WTVT did not run the report, and later argued in court that the report was not "breakthrough journalism." Wilson and Akre then claimed that Monsanto's actions constituted the news broadcast telling lies, while WTVT countered looking only for fairness. According to Wilson and Akre, they rewrote the report over 80 times over the course of 1997, and WTVT decided to exercise "its option to terminate their employment contracts without cause," and did not renew their contracts in 1998. WTVT later ran a report about Monsanto and rBGH in 1998, and the report included defenses from Monsanto.
After Wilson and Akre's contracts were not renewed, they filed a lawsuit concerning WTVT's "news distortion" under Florida's whistleblower laws, claiming their termination was retaliation for "resisting WTVT's attempts to distort or suppress the BGH story." In a joint statement, Wilson claimed that he and Akre "were repeatedly ordered to go forward and broadcast demonstrably inaccurate and dishonest versions of the story," and "were given those instructions after some very high-level corporate lobbying by Monsanto (the powerful drug company that makes the hormone) and also ... by members of Florida’s dairy and grocery industries." The trial commenced in summer 2000 with a jury dismissing all of the claims brought to trial by Wilson, but siding with one aspect of Akre's complaint, awarding Akre $425000 and agreeing that Akre was a whistleblower because she believed there were violations of the Communications Act of 1934 and because she planned on reporting WTVT to the Federal Communications Commission.
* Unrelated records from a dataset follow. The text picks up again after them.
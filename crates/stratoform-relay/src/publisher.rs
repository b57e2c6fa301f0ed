//! Pub/Sub publishing
//!
//! Messages go through the Pub/Sub REST API. On Google Cloud the access token
//! comes from the metadata server; against the emulator no token is sent.

use crate::error::{RelayError, Result};
use async_trait::async_trait;
use base64::Engine;
use base64::engine::general_purpose::STANDARD;
use chrono::{DateTime, Duration, Utc};
use reqwest::Client;
use serde::{Deserialize, Serialize};
use tokio::sync::Mutex;

const PUBSUB_ENDPOINT: &str = "https://pubsub.googleapis.com";
const METADATA_TOKEN_URL: &str =
    "http://metadata.google.internal/computeMetadata/v1/instance/service-accounts/default/token";

/// Tokens are refreshed this long before they expire
const TOKEN_MARGIN_SECS: i64 = 60;

/// Destination of relayed messages
#[async_trait]
pub trait Publisher: Send + Sync {
    /// Publish one message and return its server-assigned ID
    async fn publish(&self, data: Vec<u8>) -> Result<String>;
}

#[derive(Debug, Serialize)]
struct PublishRequest {
    messages: Vec<PubSubMessage>,
}

#[derive(Debug, Serialize)]
struct PubSubMessage {
    data: String,
}

#[derive(Debug, Deserialize)]
#[serde(rename_all = "camelCase")]
struct PublishResponse {
    #[serde(default)]
    message_ids: Vec<String>,
}

#[derive(Debug, Deserialize)]
struct TokenResponse {
    access_token: String,
    expires_in: i64,
}

#[derive(Debug, Clone)]
struct CachedToken {
    value: String,
    expires_at: DateTime<Utc>,
}

/// How requests are authorized
#[derive(Debug)]
enum Auth {
    /// Emulator: no credentials
    None,
    /// Metadata-server token, cached until shortly before expiry
    Metadata {
        url: String,
        cache: Mutex<Option<CachedToken>>,
    },
}

/// Publisher for one topic
#[derive(Debug)]
pub struct PubSubPublisher {
    client: Client,
    endpoint: String,
    project: String,
    topic: String,
    auth: Auth,
}

impl PubSubPublisher {
    /// Publisher against Google Cloud, authorized by the metadata server
    pub fn new(project: impl Into<String>, topic: impl Into<String>) -> Self {
        Self {
            client: Client::new(),
            endpoint: PUBSUB_ENDPOINT.to_string(),
            project: project.into(),
            topic: topic.into(),
            auth: Auth::Metadata {
                url: METADATA_TOKEN_URL.to_string(),
                cache: Mutex::new(None),
            },
        }
    }

    /// Publisher against the emulator at `host` (`host:port`)
    pub fn emulator(host: &str, project: impl Into<String>, topic: impl Into<String>) -> Self {
        let endpoint = if host.starts_with("http://") || host.starts_with("https://") {
            host.trim_end_matches('/').to_string()
        } else {
            format!("http://{}", host.trim_end_matches('/'))
        };
        Self {
            client: Client::new(),
            endpoint,
            project: project.into(),
            topic: topic.into(),
            auth: Auth::None,
        }
    }

    /// Fetch tokens from `url` instead of the metadata server
    pub fn with_token_url(mut self, url: impl Into<String>) -> Self {
        self.auth = Auth::Metadata {
            url: url.into(),
            cache: Mutex::new(None),
        };
        self
    }

    /// Use `endpoint` instead of the public API
    pub fn with_endpoint(mut self, endpoint: impl Into<String>) -> Self {
        self.endpoint = endpoint.into();
        self
    }

    pub fn publish_url(&self) -> String {
        format!(
            "{}/v1/projects/{}/topics/{}:publish",
            self.endpoint, self.project, self.topic
        )
    }

    async fn access_token(&self) -> Result<Option<String>> {
        let Auth::Metadata { url, cache } = &self.auth else {
            return Ok(None);
        };

        let mut cached = cache.lock().await;
        if let Some(token) = cached.as_ref() {
            if token.expires_at > Utc::now() {
                return Ok(Some(token.value.clone()));
            }
        }

        let response = self
            .client
            .get(url)
            .header("Metadata-Flavor", "Google")
            .send()
            .await
            .map_err(|e| RelayError::Token(e.to_string()))?;
        if !response.status().is_success() {
            return Err(RelayError::Token(format!(
                "metadata server returned {}",
                response.status()
            )));
        }
        let token: TokenResponse = response
            .json()
            .await
            .map_err(|e| RelayError::Token(e.to_string()))?;

        let lifetime = (token.expires_in - TOKEN_MARGIN_SECS).max(0);
        tracing::debug!(expires_in = token.expires_in, "Access token refreshed");
        *cached = Some(CachedToken {
            value: token.access_token.clone(),
            expires_at: Utc::now() + Duration::seconds(lifetime),
        });
        Ok(Some(token.access_token))
    }
}

#[async_trait]
impl Publisher for PubSubPublisher {
    async fn publish(&self, data: Vec<u8>) -> Result<String> {
        let body = PublishRequest {
            messages: vec![PubSubMessage {
                data: STANDARD.encode(&data),
            }],
        };

        let mut request = self.client.post(self.publish_url()).json(&body);
        if let Some(token) = self.access_token().await? {
            request = request.bearer_auth(token);
        }

        let response = request.send().await?;
        let status = response.status();
        if !status.is_success() {
            let text = response.text().await.unwrap_or_default();
            return Err(RelayError::Publish(format!("{}: {}", status, text.trim())));
        }

        let published: PublishResponse = response.json().await?;
        let id = published
            .message_ids
            .into_iter()
            .next()
            .ok_or_else(|| RelayError::Publish("no message ID returned".to_string()))?;
        tracing::debug!(topic = %self.topic, message_id = %id, "Message published");
        Ok(id)
    }
}
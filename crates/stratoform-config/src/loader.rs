//! Template configuration loader

use crate::error::{ConfigError, Result};
use crate::model::Config;
use std::path::{Path, PathBuf};
use tracing::{debug, info, instrument};

/// Extensions tried, in order, for an extension-less config name
const CONFIG_EXTENSIONS: [&str; 2] = ["yaml", "yml"];

/// Find the template file named by `name` under `base_dir`
///
/// An extension-less name is looked up as:
/// 1. `<name>.yaml`
/// 2. `<name>.yml`
/// 3. `<name>` (YAML content without an extension)
///
/// A name that already carries an extension is used as-is.
pub fn find_config_file(base_dir: &Path, name: &str) -> Result<PathBuf> {
    let direct = base_dir.join(name);
    let has_extension = Path::new(name)
        .extension()
        .and_then(|e| e.to_str())
        .is_some_and(|e| CONFIG_EXTENSIONS.contains(&e));

    if has_extension {
        if direct.is_file() {
            return Ok(direct);
        }
    } else {
        for ext in CONFIG_EXTENSIONS {
            let candidate = base_dir.join(format!("{}.{}", name, ext));
            if candidate.is_file() {
                return Ok(candidate);
            }
        }
        if direct.is_file() {
            return Ok(direct);
        }
    }

    Err(ConfigError::ConfigNotFound {
        name: name.to_string(),
        dir: base_dir.to_path_buf(),
    })
}

/// Load and parse a template configuration
#[instrument(skip(base_dir), fields(base_dir = %base_dir.display()))]
pub fn load_config(base_dir: &Path, name: &str) -> Result<Config> {
    let path = find_config_file(base_dir, name)?;
    debug!(file = %path.display(), "Reading template config");
    let config = parse_config_file(&path)?;
    info!(
        cloud = %config.cloud,
        instructions = config.template.instructions.len(),
        "Template config loaded"
    );
    Ok(config)
}

/// Parse a template configuration from an exact path
pub fn parse_config_file(path: &Path) -> Result<Config> {
    let content = std::fs::read_to_string(path).map_err(|e| ConfigError::IoError {
        path: path.to_path_buf(),
        message: e.to_string(),
    })?;
    parse_config_str(&content, path)
}

/// Parse a template configuration from a string; `origin` is used for errors
pub fn parse_config_str(content: &str, origin: &Path) -> Result<Config> {
    // An empty document is a valid, empty config
    if content.trim().is_empty() {
        return Ok(Config::default());
    }
    serde_yaml::from_str(content).map_err(|source| ConfigError::Yaml {
        path: origin.to_path_buf(),
        source,
    })
}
Reason magazine, referring to the case, noted that Akre's argument in the trial was that Akre and Wilson believed news distortion occurred, but that they did not have to prove this was the case.
An appeal was filed, and a ruling in February 2003 came down in favor of WTVT, who successfully argued that the FCC policy against falsification was not a "law, rule, or regulation", and so the whistle-blower law did not qualify as the required "law, rule, or regulation" under section 448.102.... Because the FCC's news distortion policy is not a "law, rule, or regulation" under section 448.102, Akre has failed to state a claim under the whistle-blower's statute." The appeal did not address any falsification claims, noting that "as a threshold matter... Akre failed to state a claim under the whistle-blower's statute," but noted that the lower court ruled against all of Wilson's charges and all of Akre's claims with the exception of the whistleblower claim that was overturned.